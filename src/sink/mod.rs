//! Metrics sink boundary.
//!
//! Delivery of classified events to the metrics backend. The sink owns
//! transport, batching, and persistence; this crate only hands events
//! over, bounded and non-blocking, and treats refusal as a silent drop.

pub mod buffered;
pub mod emitter;
pub mod interface;

pub use buffered::*;
pub use emitter::*;
pub use interface::*;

- [What to produce] Reproduce each entry above without a single difference.

- [Reply]
filename src/sink/mod.rs
//! Metrics sink boundary.
//!
//! Delivery of classified events to the metrics backend. The sink owns
//! transport, batching, and persistence; this crate only hands events
//! over, bounded and non-blocking, and treats refusal as a silent drop.

pub mod buffered;
pub mod emitter;
pub mod interface;

pub use buffered::*;
pub use emitter::*;
pub use interface::*;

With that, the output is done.